_TASK STATEMENT_.
You are asked to filter the data below and copy every line holding "vector".

***

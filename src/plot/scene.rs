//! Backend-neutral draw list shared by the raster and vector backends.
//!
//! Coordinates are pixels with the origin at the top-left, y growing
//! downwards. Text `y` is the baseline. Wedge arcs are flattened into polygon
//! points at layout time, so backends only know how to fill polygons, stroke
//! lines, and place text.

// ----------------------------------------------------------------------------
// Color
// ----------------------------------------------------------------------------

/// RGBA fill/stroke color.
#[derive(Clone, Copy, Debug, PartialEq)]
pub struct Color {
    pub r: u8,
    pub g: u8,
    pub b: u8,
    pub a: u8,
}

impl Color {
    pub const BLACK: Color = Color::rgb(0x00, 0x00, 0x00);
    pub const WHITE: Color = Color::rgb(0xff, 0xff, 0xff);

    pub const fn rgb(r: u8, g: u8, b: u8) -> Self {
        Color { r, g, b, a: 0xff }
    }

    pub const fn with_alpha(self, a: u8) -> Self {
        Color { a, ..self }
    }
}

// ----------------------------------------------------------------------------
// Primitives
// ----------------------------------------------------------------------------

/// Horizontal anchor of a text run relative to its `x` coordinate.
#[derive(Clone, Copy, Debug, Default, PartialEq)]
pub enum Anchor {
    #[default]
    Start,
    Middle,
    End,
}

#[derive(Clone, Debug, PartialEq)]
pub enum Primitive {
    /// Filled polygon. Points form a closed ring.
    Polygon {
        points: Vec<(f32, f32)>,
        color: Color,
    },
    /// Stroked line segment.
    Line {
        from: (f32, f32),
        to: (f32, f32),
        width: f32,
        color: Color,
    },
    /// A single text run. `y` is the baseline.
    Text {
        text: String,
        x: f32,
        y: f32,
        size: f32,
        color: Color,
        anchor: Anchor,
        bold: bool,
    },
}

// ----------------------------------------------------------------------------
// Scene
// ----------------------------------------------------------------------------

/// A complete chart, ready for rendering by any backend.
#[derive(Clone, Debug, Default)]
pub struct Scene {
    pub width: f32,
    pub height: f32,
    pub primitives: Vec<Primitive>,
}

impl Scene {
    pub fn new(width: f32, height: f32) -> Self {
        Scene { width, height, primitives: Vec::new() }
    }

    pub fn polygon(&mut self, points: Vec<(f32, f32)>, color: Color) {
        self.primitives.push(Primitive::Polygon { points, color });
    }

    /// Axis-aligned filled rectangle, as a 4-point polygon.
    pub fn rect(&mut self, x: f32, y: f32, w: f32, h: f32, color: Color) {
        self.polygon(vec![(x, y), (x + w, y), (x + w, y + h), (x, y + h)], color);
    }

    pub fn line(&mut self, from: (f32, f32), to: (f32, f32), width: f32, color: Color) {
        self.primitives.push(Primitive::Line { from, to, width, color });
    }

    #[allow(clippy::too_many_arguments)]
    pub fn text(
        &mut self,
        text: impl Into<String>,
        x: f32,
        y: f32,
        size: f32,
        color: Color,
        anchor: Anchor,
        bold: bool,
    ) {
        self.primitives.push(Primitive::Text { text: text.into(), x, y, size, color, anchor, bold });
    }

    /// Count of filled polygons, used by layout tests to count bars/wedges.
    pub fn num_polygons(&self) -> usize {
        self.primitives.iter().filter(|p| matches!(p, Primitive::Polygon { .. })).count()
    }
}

***

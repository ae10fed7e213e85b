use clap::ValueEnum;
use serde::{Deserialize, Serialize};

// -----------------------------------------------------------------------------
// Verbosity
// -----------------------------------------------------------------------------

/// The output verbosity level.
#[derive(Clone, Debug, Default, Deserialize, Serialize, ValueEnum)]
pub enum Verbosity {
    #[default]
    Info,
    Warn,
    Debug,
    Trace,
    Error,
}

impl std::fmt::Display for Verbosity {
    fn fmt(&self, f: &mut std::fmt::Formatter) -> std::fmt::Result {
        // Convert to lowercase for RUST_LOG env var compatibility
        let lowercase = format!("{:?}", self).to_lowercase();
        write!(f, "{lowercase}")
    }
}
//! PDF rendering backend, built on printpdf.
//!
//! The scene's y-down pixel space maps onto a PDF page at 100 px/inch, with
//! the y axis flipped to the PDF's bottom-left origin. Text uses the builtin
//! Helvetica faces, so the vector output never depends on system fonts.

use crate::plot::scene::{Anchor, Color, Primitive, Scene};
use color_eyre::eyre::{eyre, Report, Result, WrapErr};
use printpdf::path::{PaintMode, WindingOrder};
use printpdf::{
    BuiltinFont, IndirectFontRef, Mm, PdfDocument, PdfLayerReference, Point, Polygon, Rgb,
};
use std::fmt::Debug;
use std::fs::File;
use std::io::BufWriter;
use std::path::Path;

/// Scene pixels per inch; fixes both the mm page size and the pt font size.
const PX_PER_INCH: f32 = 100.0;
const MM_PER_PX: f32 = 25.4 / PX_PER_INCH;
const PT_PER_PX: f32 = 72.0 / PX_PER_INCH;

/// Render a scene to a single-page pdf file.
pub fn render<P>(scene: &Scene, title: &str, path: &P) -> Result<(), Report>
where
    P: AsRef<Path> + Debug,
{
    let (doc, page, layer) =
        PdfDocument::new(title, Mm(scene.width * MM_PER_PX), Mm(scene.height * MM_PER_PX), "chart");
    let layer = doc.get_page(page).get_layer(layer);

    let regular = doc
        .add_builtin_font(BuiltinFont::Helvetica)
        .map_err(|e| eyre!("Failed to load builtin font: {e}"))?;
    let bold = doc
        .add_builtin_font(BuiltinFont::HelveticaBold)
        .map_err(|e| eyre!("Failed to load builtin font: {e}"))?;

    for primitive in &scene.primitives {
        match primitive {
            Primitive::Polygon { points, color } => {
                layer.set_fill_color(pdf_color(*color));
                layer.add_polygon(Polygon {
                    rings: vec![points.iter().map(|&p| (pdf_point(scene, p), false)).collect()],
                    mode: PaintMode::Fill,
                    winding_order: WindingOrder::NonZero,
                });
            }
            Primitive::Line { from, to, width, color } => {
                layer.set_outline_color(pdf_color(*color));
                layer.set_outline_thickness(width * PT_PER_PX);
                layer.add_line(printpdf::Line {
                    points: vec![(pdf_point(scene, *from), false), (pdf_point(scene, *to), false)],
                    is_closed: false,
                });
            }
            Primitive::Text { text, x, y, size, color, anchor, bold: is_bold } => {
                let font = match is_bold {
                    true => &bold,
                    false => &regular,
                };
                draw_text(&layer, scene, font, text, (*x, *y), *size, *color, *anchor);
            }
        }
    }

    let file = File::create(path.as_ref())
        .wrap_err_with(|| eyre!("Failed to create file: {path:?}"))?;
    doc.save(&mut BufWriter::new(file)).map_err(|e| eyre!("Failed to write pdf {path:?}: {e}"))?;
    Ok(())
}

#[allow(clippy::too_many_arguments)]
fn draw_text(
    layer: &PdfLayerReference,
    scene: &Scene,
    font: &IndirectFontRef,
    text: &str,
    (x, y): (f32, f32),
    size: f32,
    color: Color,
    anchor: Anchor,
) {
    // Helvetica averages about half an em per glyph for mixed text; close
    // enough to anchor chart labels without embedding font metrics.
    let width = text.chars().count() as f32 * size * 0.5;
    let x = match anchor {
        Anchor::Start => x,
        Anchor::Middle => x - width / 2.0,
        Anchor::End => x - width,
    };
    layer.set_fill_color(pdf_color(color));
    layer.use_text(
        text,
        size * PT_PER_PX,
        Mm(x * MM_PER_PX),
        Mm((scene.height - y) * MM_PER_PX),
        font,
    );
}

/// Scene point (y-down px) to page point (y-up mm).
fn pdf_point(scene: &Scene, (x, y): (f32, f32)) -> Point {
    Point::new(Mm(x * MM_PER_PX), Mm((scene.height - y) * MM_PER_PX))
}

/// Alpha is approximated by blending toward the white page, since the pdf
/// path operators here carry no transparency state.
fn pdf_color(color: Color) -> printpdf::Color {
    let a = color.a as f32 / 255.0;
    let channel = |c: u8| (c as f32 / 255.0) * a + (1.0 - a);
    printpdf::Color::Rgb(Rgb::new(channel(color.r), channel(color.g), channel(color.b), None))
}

***

_RESPONSE BOX_.
//! Backend-neutral draw list shared by the raster and vector backends.
//! Helvetica faces, so the vector output never depends on system fonts.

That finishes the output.